§ **What you are asked to do**
From the records below, copy each line in which the string "reason" occurs.

§ **Provided records**
//! Atomic dataset persistence
//!
//! Writes happen in two steps. [`DatasetStore::stage`] serializes the dataset
//! into a synced temp file next to the current file; [`StagedWrite::commit`]
//! renames it over the current file and then writes a timestamped backup.
//! Dropping a [`StagedWrite`] discards the temp file and leaves the previous
//! current file untouched.

use super::{Dataset, DatasetError, DatasetPaths, DatasetResult};
use crate::Provider;
use chrono::{DateTime, Utc};
use std::io::Write;
use std::path::{Path, PathBuf};
use tempfile::NamedTempFile;
use tracing::{debug, info, warn};

/// Backup name attempts before giving up on a free name
const MAX_BACKUP_ATTEMPTS: u32 = 100;

/// Files produced by a committed write
#[derive(Debug, Clone, PartialEq, Eq)]
pub struct WriteReceipt {
    /// Replaced current file
    pub current: PathBuf,
    /// Newly created backup
    pub backup: PathBuf,
    /// Serialized size in bytes
    pub bytes: usize,
}

/// Reads and writes one provider's dataset
#[derive(Debug, Clone)]
pub struct DatasetStore {
    provider: Provider,
    paths: DatasetPaths,
}

impl DatasetStore {
    /// Store for `provider` under `data_dir`
    pub fn new(data_dir: impl AsRef<Path>, provider: Provider) -> Self {
        Self {
            provider,
            paths: DatasetPaths::for_provider(data_dir, provider),
        }
    }

    /// Provider whose dataset this store holds
    pub fn provider(&self) -> Provider {
        self.provider
    }

    /// File locations
    pub fn paths(&self) -> &DatasetPaths {
        &self.paths
    }

    /// Load the current dataset
    ///
    /// # Returns
    /// `None` when no current file exists yet
    ///
    /// # Errors
    /// [`DatasetError::Corrupt`] when the file exists but cannot be parsed,
    /// fails validation, or holds channels of another provider
    pub fn read(&self) -> DatasetResult<Option<Dataset>> {
        let path = self.paths.current();
        let contents = match std::fs::read_to_string(&path) {
            Ok(contents) => contents,
            Err(e) if e.kind() == std::io::ErrorKind::NotFound => {
                debug!(provider = %self.provider, path = %path.display(), "No current dataset");
                return Ok(None);
            }
            Err(e) => return Err(DatasetError::Io(e)),
        };

        let dataset: Dataset = serde_json::from_str(&contents).map_err(|e| DatasetError::Corrupt {
            path: path.clone(),
            reason: e.to_string(),
        })?;

        if let Some(channel) = dataset.channels().find(|c| c.provider() != self.provider) {
            return Err(DatasetError::Corrupt {
                path,
                reason: format!("channel {channel} does not belong to {}", self.provider),
            });
        }

        dataset
            .validate()
            .map_err(|reason| DatasetError::Corrupt {
                path: path.clone(),
                reason,
            })?;

        debug!(
            provider = %self.provider,
            readings = dataset.total_readings(),
            "Loaded current dataset"
        );
        Ok(Some(dataset))
    }

    /// Serialize `dataset` into a synced temp file beside the current file
    ///
    /// # Errors
    /// [`DatasetError::PartialWrite`] if the dataset is invalid or the temp
    /// file cannot be written; nothing on disk changes in that case
    pub fn stage(&self, dataset: &Dataset) -> DatasetResult<StagedWrite> {
        let current = self.paths.current();
        let partial = |reason: String| DatasetError::PartialWrite {
            path: current.clone(),
            reason,
        };

        dataset
            .validate()
            .map_err(|e| partial(format!("refusing to write invalid dataset: {e}")))?;

        std::fs::create_dir_all(self.paths.dir())
            .map_err(|e| partial(format!("failed to create {}: {e}", self.paths.dir().display())))?;

        let json = serde_json::to_vec_pretty(dataset)
            .map_err(|e| partial(format!("failed to serialize dataset: {e}")))?;

        let temp = write_synced_temp(self.paths.dir(), &json).map_err(partial)?;

        debug!(provider = %self.provider, bytes = json.len(), "Dataset staged");
        Ok(StagedWrite {
            temp,
            contents: json,
            paths: self.paths.clone(),
            provider: self.provider,
        })
    }

    /// Stage and commit in one step
    pub fn write(&self, dataset: &Dataset, generated_at: DateTime<Utc>) -> DatasetResult<WriteReceipt> {
        self.stage(dataset)?.commit(generated_at)
    }
}

/// A fully written temp file waiting to replace the current dataset
#[derive(Debug)]
pub struct StagedWrite {
    temp: NamedTempFile,
    contents: Vec<u8>,
    paths: DatasetPaths,
    provider: Provider,
}

impl StagedWrite {
    /// Temp file path (exists until commit or drop)
    pub fn temp_path(&self) -> &Path {
        self.temp.path()
    }

    /// Replace the current file, then write the backup
    ///
    /// # Errors
    /// - [`DatasetError::PartialWrite`] if the rename fails (current untouched)
    /// - [`DatasetError::Backup`] if the backup fails after the current file
    ///   was replaced
    pub fn commit(self, generated_at: DateTime<Utc>) -> DatasetResult<WriteReceipt> {
        let current = self.paths.current();
        self.temp
            .persist(&current)
            .map_err(|e| DatasetError::PartialWrite {
                path: current.clone(),
                reason: format!("rename failed: {}", e.error),
            })?;
        sync_dir(self.paths.dir());

        let backup = write_backup(&self.paths, &self.contents, generated_at)?;

        info!(
            provider = %self.provider,
            current = %current.display(),
            backup = %backup.display(),
            bytes = self.contents.len(),
            "Dataset committed"
        );
        Ok(WriteReceipt {
            current,
            backup,
            bytes: self.contents.len(),
        })
    }
}

fn write_synced_temp(dir: &Path, contents: &[u8]) -> Result<NamedTempFile, String> {
    let mut temp =
        NamedTempFile::new_in(dir).map_err(|e| format!("failed to create temp file: {e}"))?;
    temp.write_all(contents)
        .map_err(|e| format!("failed to write temp file: {e}"))?;
    temp.flush()
        .map_err(|e| format!("failed to flush temp file: {e}"))?;
    temp.as_file()
        .sync_all()
        .map_err(|e| format!("failed to sync temp file: {e}"))?;
    Ok(temp)
}

fn write_backup(
    paths: &DatasetPaths,
    contents: &[u8],
    generated_at: DateTime<Utc>,
) -> DatasetResult<PathBuf> {
    let first = paths.backup(generated_at, 0);
    let mut temp = write_synced_temp(paths.dir(), contents).map_err(|reason| DatasetError::Backup {
        path: first.clone(),
        reason,
    })?;

    for attempt in 0..MAX_BACKUP_ATTEMPTS {
        let path = paths.backup(generated_at, attempt);
        match temp.persist_noclobber(&path) {
            Ok(_) => {
                sync_dir(paths.dir());
                return Ok(path);
            }
            Err(e) if e.error.kind() == std::io::ErrorKind::AlreadyExists => {
                debug!(path = %path.display(), "Backup name taken, trying next");
                temp = e.file;
            }
            Err(e) => {
                return Err(DatasetError::Backup {
                    path,
                    reason: e.error.to_string(),
                })
            }
        }
    }

    warn!(path = %first.display(), "No free backup name");
    Err(DatasetError::Backup {
        path: first,
        reason: format!("{MAX_BACKUP_ATTEMPTS} backup names already taken"),
    })
}

/// Flush a directory entry after a rename; a failure is logged, not returned
pub(crate) fn sync_dir(dir: &Path) {
    if let Err(e) = std::fs::File::open(dir).and_then(|handle| handle.sync_all()) {
        warn!(dir = %dir.display(), error = %e, "Failed to sync directory after rename");
    }
}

§ **Result of this task**
            reason: e.to_string(),
                reason: format!("channel {channel} does not belong to {}", self.provider),
            .map_err(|reason| DatasetError::Corrupt {
                reason,
        let partial = |reason: String| DatasetError::PartialWrite {
            reason,
                reason: format!("rename failed: {}", e.error),
    let mut temp = write_synced_temp(paths.dir(), contents).map_err(|reason| DatasetError::Backup {
        reason,
                    reason: e.error.to_string(),
        reason: format!("{MAX_BACKUP_ATTEMPTS} backup names already taken"),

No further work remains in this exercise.